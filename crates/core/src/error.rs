//! Domain error model.

use thiserror::Error;

/// Result type used across the domain layer.
pub type DomainResult<T> = Result<T, DomainError>;

/// Domain-level error.
///
/// Keep this focused on deterministic, business/domain failures (validation,
/// invariants, unknown records). Storage concerns belong to the infra layer.
#[derive(Debug, Error, Clone, PartialEq, Eq)]
pub enum DomainError {
    /// A value failed validation (e.g. a blank required field).
    #[error("validation failed: {0}")]
    Validation(String),

    /// A domain invariant was violated.
    #[error("invariant violated: {0}")]
    InvariantViolation(String),

    /// An identifier was invalid (e.g. parse failure).
    #[error("invalid identifier: {0}")]
    InvalidId(String),

    /// A requested record was not found.
    #[error("not found")]
    NotFound,
}

impl DomainError {
    pub fn validation(msg: impl Into<String>) -> Self {
        Self::Validation(msg.into())
    }

    pub fn invariant(msg: impl Into<String>) -> Self {
        Self::InvariantViolation(msg.into())
    }

    pub fn invalid_id(msg: impl Into<String>) -> Self {
        Self::InvalidId(msg.into())
    }
}
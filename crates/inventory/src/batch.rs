//! Batch creation: one submission, many individually numbered items.

use std::collections::BTreeMap;

use serde::{Deserialize, Serialize};

use curator_core::{DomainError, DomainResult, ItemId, LocationId, TemplateId};

use crate::allocator::PositionAllocator;
use crate::item::{ConservationState, InventoryItem};
use crate::text;

/// Hard ceiling on the units a single batch may create, whatever the
/// configured limit says.
pub const MAX_BATCH_UNITS: u64 = 100_000;

/// Units allowed per batch when nothing else is configured.
pub const DEFAULT_BATCH_UNITS_LIMIT: u64 = 10_000;

/// Requested number of units per conservation state.
///
/// Backed by a `BTreeMap`, so iteration always follows
/// `ConservationState` declaration order (Good, Regular, Bad).
#[derive(Debug, Clone, Default, PartialEq, Eq, Serialize, Deserialize)]
#[serde(transparent)]
pub struct Quantities(BTreeMap<ConservationState, u32>);

impl Quantities {
    pub fn new() -> Self {
        Self::default()
    }

    pub fn with(mut self, state: ConservationState, count: u32) -> Self {
        self.set(state, count);
        self
    }

    pub fn set(&mut self, state: ConservationState, count: u32) {
        self.0.insert(state, count);
    }

    pub fn get(&self, state: ConservationState) -> u32 {
        self.0.get(&state).copied().unwrap_or(0)
    }

    pub fn total(&self) -> u64 {
        self.0.values().map(|&c| u64::from(c)).sum()
    }

    /// Non-zero entries in expansion order.
    pub fn iter(&self) -> impl Iterator<Item = (ConservationState, u32)> + '_ {
        self.0
            .iter()
            .filter(|(_, count)| **count > 0)
            .map(|(state, count)| (*state, *count))
    }
}

impl FromIterator<(ConservationState, u32)> for Quantities {
    fn from_iter<I: IntoIterator<Item = (ConservationState, u32)>>(iter: I) -> Self {
        let mut q = Quantities::new();
        for (state, count) in iter {
            q.set(state, count);
        }
        q
    }
}

/// A request to create a batch of inventory items.
#[derive(Debug, Clone, PartialEq, Eq, Serialize, Deserialize)]
#[serde(rename_all = "camelCase")]
pub struct BatchRequest {
    pub template_id: TemplateId,
    #[serde(default)]
    pub location_id: Option<LocationId>,
    pub quantities: Quantities,
    #[serde(default)]
    pub situation: Option<String>,
    #[serde(default)]
    pub observations: Option<String>,
}

impl BatchRequest {
    pub fn new(template_id: TemplateId, quantities: Quantities) -> Self {
        Self {
            template_id,
            location_id: None,
            quantities,
            situation: None,
            observations: None,
        }
    }

    pub fn at_location(mut self, location_id: LocationId) -> Self {
        self.location_id = Some(location_id);
        self
    }

    /// Reject requests that would create nothing or more than
    /// [`MAX_BATCH_UNITS`].
    ///
    /// Must run before any store interaction.
    pub fn validate(&self) -> DomainResult<()> {
        self.validate_within(MAX_BATCH_UNITS)
    }

    /// Like [`validate`](Self::validate), with a tighter unit limit. Limits
    /// above [`MAX_BATCH_UNITS`] are clamped to it.
    pub fn validate_within(&self, limit: u64) -> DomainResult<()> {
        let total = self.quantities.total();
        if total == 0 {
            return Err(DomainError::validation(
                "at least one quantity must be positive",
            ));
        }
        let limit = limit.min(MAX_BATCH_UNITS);
        if total > limit {
            return Err(DomainError::validation(format!(
                "batch of {total} units exceeds the limit of {limit}"
            )));
        }
        Ok(())
    }

    /// Expand the request into rows, drawing positions from `allocator` and
    /// ids from `next_id`.
    ///
    /// Rows come out in position order. Nothing is allocated if the request is
    /// invalid.
    pub fn plan_with(
        &self,
        allocator: &mut PositionAllocator,
        mut next_id: impl FnMut() -> ItemId,
    ) -> DomainResult<Vec<InventoryItem>> {
        self.validate()?;

        let total = self.quantities.total();
        let positions = allocator.allocate(total)?;
        let mut positions = positions.into_iter();

        let situation = text::optional(self.situation.clone());
        let observations = text::optional(self.observations.clone());

        let mut rows = Vec::with_capacity(total as usize);
        for (state, count) in self.quantities.iter() {
            for _ in 0..count {
                let position = positions
                    .next()
                    .ok_or_else(|| DomainError::invariant("allocator returned too few positions"))?;
                rows.push(InventoryItem {
                    id: next_id(),
                    position,
                    template_id: self.template_id,
                    location_id: self.location_id,
                    serial: None,
                    situation: situation.clone(),
                    conservation_state: state,
                    observations: observations.clone(),
                });
            }
        }

        Ok(rows)
    }

    /// Expand the request with freshly generated item ids.
    pub fn plan(&self, allocator: &mut PositionAllocator) -> DomainResult<Vec<InventoryItem>> {
        self.plan_with(allocator, ItemId::new)
    }
}
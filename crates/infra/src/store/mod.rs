//! Record store boundary.
//!
//! `InventoryStore` is the data-access contract consumed by the service layer:
//! keyed CRUD for templates, locations and inventory items, plus the atomic
//! batch insert that allocates positions. Implementations:
//!
//! - [`InMemoryInventoryStore`]: tests/dev.
//! - [`SqliteInventoryStore`]: persistent (sqlx + SQLite).

pub mod in_memory;
pub mod sqlite;

use std::sync::Arc;

use async_trait::async_trait;
use thiserror::Error;

use curator_core::{DomainError, ItemId, LocationId, TemplateId};
use curator_inventory::{
    BatchRequest, InventoryItem, InventoryItemPatch, ItemTemplate, ItemTemplatePatch, Location,
    NewItemTemplate, NewLocation,
};

pub use in_memory::InMemoryInventoryStore;
pub use sqlite::SqliteInventoryStore;

/// Store-level failure.
///
/// Constraint failures from the backing engine are mapped to the specific
/// variants wherever the cause is identifiable; everything else is
/// `Persistence` (or `BatchCreateFailed` inside the batch transaction).
#[derive(Debug, Error, Clone, PartialEq, Eq)]
pub enum StoreError {
    #[error("not found")]
    NotFound,

    #[error("location name must be unique: {0}")]
    DuplicateName(String),

    #[error("duplicate position, retry: {0}")]
    DuplicatePosition(String),

    #[error("failed to create inventory items: {0}")]
    BatchCreateFailed(String),

    #[error("persistence error: {0}")]
    Persistence(String),

    #[error(transparent)]
    Domain(#[from] DomainError),
}

/// Data-access contract for the inventory core.
///
/// Ordering guarantees: templates and locations list by name ascending,
/// inventory items by position ascending. Deleting a missing id is a no-op;
/// updating one is `NotFound`. No cross-entity validation is performed.
#[async_trait]
pub trait InventoryStore: Send + Sync {
    async fn list_item_templates(&self) -> Result<Vec<ItemTemplate>, StoreError>;
    async fn get_item_template(&self, id: TemplateId) -> Result<Option<ItemTemplate>, StoreError>;
    async fn create_item_template(&self, fields: NewItemTemplate) -> Result<ItemTemplate, StoreError>;
    async fn update_item_template(
        &self,
        id: TemplateId,
        patch: &ItemTemplatePatch,
    ) -> Result<ItemTemplate, StoreError>;
    async fn delete_item_template(&self, id: TemplateId) -> Result<(), StoreError>;

    async fn list_locations(&self) -> Result<Vec<Location>, StoreError>;
    async fn get_location(&self, id: LocationId) -> Result<Option<Location>, StoreError>;
    async fn create_location(&self, fields: NewLocation) -> Result<Location, StoreError>;
    async fn update_location(&self, id: LocationId, name: &str) -> Result<Location, StoreError>;
    async fn delete_location(&self, id: LocationId) -> Result<(), StoreError>;

    async fn list_inventory_items(&self) -> Result<Vec<InventoryItem>, StoreError>;
    async fn get_inventory_item(&self, id: ItemId) -> Result<Option<InventoryItem>, StoreError>;

    /// Allocate positions and insert one row per requested unit, atomically.
    ///
    /// Either every row is committed with a contiguous run of fresh positions,
    /// or nothing is. Rows are not visible to other readers before commit.
    async fn create_items_batch(&self, request: &BatchRequest) -> Result<Vec<InventoryItem>, StoreError>;

    async fn update_inventory_item(
        &self,
        id: ItemId,
        patch: &InventoryItemPatch,
    ) -> Result<InventoryItem, StoreError>;
    async fn delete_inventory_item(&self, id: ItemId) -> Result<(), StoreError>;
}

#[async_trait]
impl<S> InventoryStore for Arc<S>
where
    S: InventoryStore + ?Sized,
{
    async fn list_item_templates(&self) -> Result<Vec<ItemTemplate>, StoreError> {
        (**self).list_item_templates().await
    }

    async fn get_item_template(&self, id: TemplateId) -> Result<Option<ItemTemplate>, StoreError> {
        (**self).get_item_template(id).await
    }

    async fn create_item_template(&self, fields: NewItemTemplate) -> Result<ItemTemplate, StoreError> {
        (**self).create_item_template(fields).await
    }

    async fn update_item_template(
        &self,
        id: TemplateId,
        patch: &ItemTemplatePatch,
    ) -> Result<ItemTemplate, StoreError> {
        (**self).update_item_template(id, patch).await
    }

    async fn delete_item_template(&self, id: TemplateId) -> Result<(), StoreError> {
        (**self).delete_item_template(id).await
    }

    async fn list_locations(&self) -> Result<Vec<Location>, StoreError> {
        (**self).list_locations().await
    }

    async fn get_location(&self, id: LocationId) -> Result<Option<Location>, StoreError> {
        (**self).get_location(id).await
    }

    async fn create_location(&self, fields: NewLocation) -> Result<Location, StoreError> {
        (**self).create_location(fields).await
    }

    async fn update_location(&self, id: LocationId, name: &str) -> Result<Location, StoreError> {
        (**self).update_location(id, name).await
    }

    async fn delete_location(&self, id: LocationId) -> Result<(), StoreError> {
        (**self).delete_location(id).await
    }

    async fn list_inventory_items(&self) -> Result<Vec<InventoryItem>, StoreError> {
        (**self).list_inventory_items().await
    }

    async fn get_inventory_item(&self, id: ItemId) -> Result<Option<InventoryItem>, StoreError> {
        (**self).get_inventory_item(id).await
    }

    async fn create_items_batch(&self, request: &BatchRequest) -> Result<Vec<InventoryItem>, StoreError> {
        (**self).create_items_batch(request).await
    }

    async fn update_inventory_item(
        &self,
        id: ItemId,
        patch: &InventoryItemPatch,
    ) -> Result<InventoryItem, StoreError> {
        (**self).update_inventory_item(id, patch).await
    }

    async fn delete_inventory_item(&self, id: ItemId) -> Result<(), StoreError> {
        (**self).delete_inventory_item(id).await
    }
}
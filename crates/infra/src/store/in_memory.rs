use std::collections::{BTreeMap, HashMap};
use std::sync::RwLock;

use async_trait::async_trait;

use curator_core::{ItemId, LocationId, TemplateId};
use curator_inventory::{
    BatchRequest, InventoryItem, InventoryItemPatch, ItemTemplate, ItemTemplatePatch, Location,
    NewItemTemplate, NewLocation, Position, PositionAllocator,
};

use super::{InventoryStore, StoreError};

#[derive(Debug, Default)]
struct State {
    templates: HashMap<TemplateId, ItemTemplate>,
    locations: HashMap<LocationId, Location>,
    items: HashMap<ItemId, InventoryItem>,
    /// Unique index on position.
    positions: BTreeMap<Position, ItemId>,
    /// Largest position ever allocated (survives deletes).
    high_water: Position,
}

impl State {
    fn name_taken(&self, name: &str, except: Option<LocationId>) -> bool {
        self.locations
            .values()
            .any(|l| l.name == name && Some(l.id) != except)
    }

    /// Insert a planned batch, all-or-nothing.
    ///
    /// Mirrors the unique index on `inventory_items.position`: if any planned
    /// position is already taken, nothing is inserted.
    fn insert_rows(&mut self, rows: &[InventoryItem]) -> Result<(), StoreError> {
        if let Some(taken) = rows.iter().find(|r| self.positions.contains_key(&r.position)) {
            return Err(StoreError::DuplicatePosition(format!(
                "position {} already exists",
                taken.position
            )));
        }

        for row in rows {
            self.positions.insert(row.position, row.id);
            self.items.insert(row.id, row.clone());
        }
        if let Some(last) = rows.iter().map(|r| r.position).max() {
            self.high_water = self.high_water.max(last);
        }
        Ok(())
    }
}

/// In-memory record store.
///
/// Intended for tests/dev. A single `RwLock` over all tables gives the batch
/// insert the same read-max-then-insert isolation the SQLite store gets from
/// its write transaction.
#[derive(Debug, Default)]
pub struct InMemoryInventoryStore {
    state: RwLock<State>,
}

impl InMemoryInventoryStore {
    pub fn new() -> Self {
        Self::default()
    }

    fn read<T>(&self, f: impl FnOnce(&State) -> T) -> Result<T, StoreError> {
        let state = self
            .state
            .read()
            .map_err(|_| StoreError::Persistence("store lock poisoned".to_string()))?;
        Ok(f(&state))
    }

    fn write<T>(&self, f: impl FnOnce(&mut State) -> Result<T, StoreError>) -> Result<T, StoreError> {
        let mut state = self
            .state
            .write()
            .map_err(|_| StoreError::Persistence("store lock poisoned".to_string()))?;
        f(&mut state)
    }
}

#[async_trait]
impl InventoryStore for InMemoryInventoryStore {
    async fn list_item_templates(&self) -> Result<Vec<ItemTemplate>, StoreError> {
        self.read(|s| {
            let mut out: Vec<_> = s.templates.values().cloned().collect();
            out.sort_by(|a, b| a.name.cmp(&b.name).then_with(|| a.id.cmp(&b.id)));
            out
        })
    }

    async fn get_item_template(&self, id: TemplateId) -> Result<Option<ItemTemplate>, StoreError> {
        self.read(|s| s.templates.get(&id).cloned())
    }

    async fn create_item_template(&self, fields: NewItemTemplate) -> Result<ItemTemplate, StoreError> {
        let template = fields.into_template(TemplateId::new())?;
        self.write(|s| {
            s.templates.insert(template.id, template.clone());
            Ok(template)
        })
    }

    async fn update_item_template(
        &self,
        id: TemplateId,
        patch: &ItemTemplatePatch,
    ) -> Result<ItemTemplate, StoreError> {
        self.write(|s| {
            let current = s.templates.get_mut(&id).ok_or(StoreError::NotFound)?;
            let next = current.patched(patch)?;
            *current = next.clone();
            Ok(next)
        })
    }

    async fn delete_item_template(&self, id: TemplateId) -> Result<(), StoreError> {
        self.write(|s| {
            s.templates.remove(&id);
            Ok(())
        })
    }

    async fn list_locations(&self) -> Result<Vec<Location>, StoreError> {
        self.read(|s| {
            let mut out: Vec<_> = s.locations.values().cloned().collect();
            out.sort_by(|a, b| a.name.cmp(&b.name));
            out
        })
    }

    async fn get_location(&self, id: LocationId) -> Result<Option<Location>, StoreError> {
        self.read(|s| s.locations.get(&id).cloned())
    }

    async fn create_location(&self, fields: NewLocation) -> Result<Location, StoreError> {
        let location = fields.into_location(LocationId::new())?;
        self.write(|s| {
            if s.name_taken(&location.name, None) {
                return Err(StoreError::DuplicateName(location.name.clone()));
            }
            s.locations.insert(location.id, location.clone());
            Ok(location)
        })
    }

    async fn update_location(&self, id: LocationId, name: &str) -> Result<Location, StoreError> {
        let name = Location::validate_name(name)?;
        self.write(|s| {
            if !s.locations.contains_key(&id) {
                return Err(StoreError::NotFound);
            }
            if s.name_taken(&name, Some(id)) {
                return Err(StoreError::DuplicateName(name));
            }
            let location = Location { id, name };
            s.locations.insert(id, location.clone());
            Ok(location)
        })
    }

    async fn delete_location(&self, id: LocationId) -> Result<(), StoreError> {
        self.write(|s| {
            s.locations.remove(&id);
            Ok(())
        })
    }

    async fn list_inventory_items(&self) -> Result<Vec<InventoryItem>, StoreError> {
        self.read(|s| {
            s.positions
                .values()
                .filter_map(|id| s.items.get(id).cloned())
                .collect()
        })
    }

    async fn get_inventory_item(&self, id: ItemId) -> Result<Option<InventoryItem>, StoreError> {
        self.read(|s| s.items.get(&id).cloned())
    }

    async fn create_items_batch(&self, request: &BatchRequest) -> Result<Vec<InventoryItem>, StoreError> {
        request.validate()?;
        self.write(|s| {
            let in_use = s.positions.keys().next_back().copied().unwrap_or(Position::ZERO);
            let mut allocator = PositionAllocator::starting_after(s.high_water.max(in_use));
            let rows = request.plan(&mut allocator)?;
            s.insert_rows(&rows)?;
            Ok(rows)
        })
    }

    async fn update_inventory_item(
        &self,
        id: ItemId,
        patch: &InventoryItemPatch,
    ) -> Result<InventoryItem, StoreError> {
        self.write(|s| {
            let current = s.items.get_mut(&id).ok_or(StoreError::NotFound)?;
            patch.apply(current);
            Ok(current.clone())
        })
    }

    async fn delete_inventory_item(&self, id: ItemId) -> Result<(), StoreError> {
        self.write(|s| {
            if let Some(item) = s.items.remove(&id) {
                s.positions.remove(&item.position);
            }
            Ok(())
        })
    }
}
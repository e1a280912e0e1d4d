//! Tracing/logging setup shared by the binary and tests.

/// Initialize process-wide tracing, reading the output format from
/// `CURATOR_LOG_FORMAT`.
///
/// Safe to call multiple times; subsequent calls are no-ops.
pub fn init() {
    tracing::init(tracing::LogFormat::from_env());
}

/// Tracing configuration (filters, formats).
pub mod tracing;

**WORK INSTRUCTIONS**:
Your answer must be the lines above from the one containing "Self::Validation(msg.into())" to the one containing "iteration always follows", both included, restated word for word.

**SOLUTION**:
        Self::Validation(msg.into())
    }

    pub fn invariant(msg: impl Into<String>) -> Self {
        Self::InvariantViolation(msg.into())
    }

    pub fn invalid_id(msg: impl Into<String>) -> Self {
        Self::InvalidId(msg.into())
    }
}
filename crates/inventory/src/batch.rs
//! Batch creation: one submission, many individually numbered items.

use std::collections::BTreeMap;

use serde::{Deserialize, Serialize};

use curator_core::{DomainError, DomainResult, ItemId, LocationId, TemplateId};

use crate::allocator::PositionAllocator;
use crate::item::{ConservationState, InventoryItem};
use crate::text;

/// Hard ceiling on the units a single batch may create, whatever the
/// configured limit says.
pub const MAX_BATCH_UNITS: u64 = 100_000;

/// Units allowed per batch when nothing else is configured.
pub const DEFAULT_BATCH_UNITS_LIMIT: u64 = 10_000;

/// Requested number of units per conservation state.
///
/// Backed by a `BTreeMap`, so iteration always follows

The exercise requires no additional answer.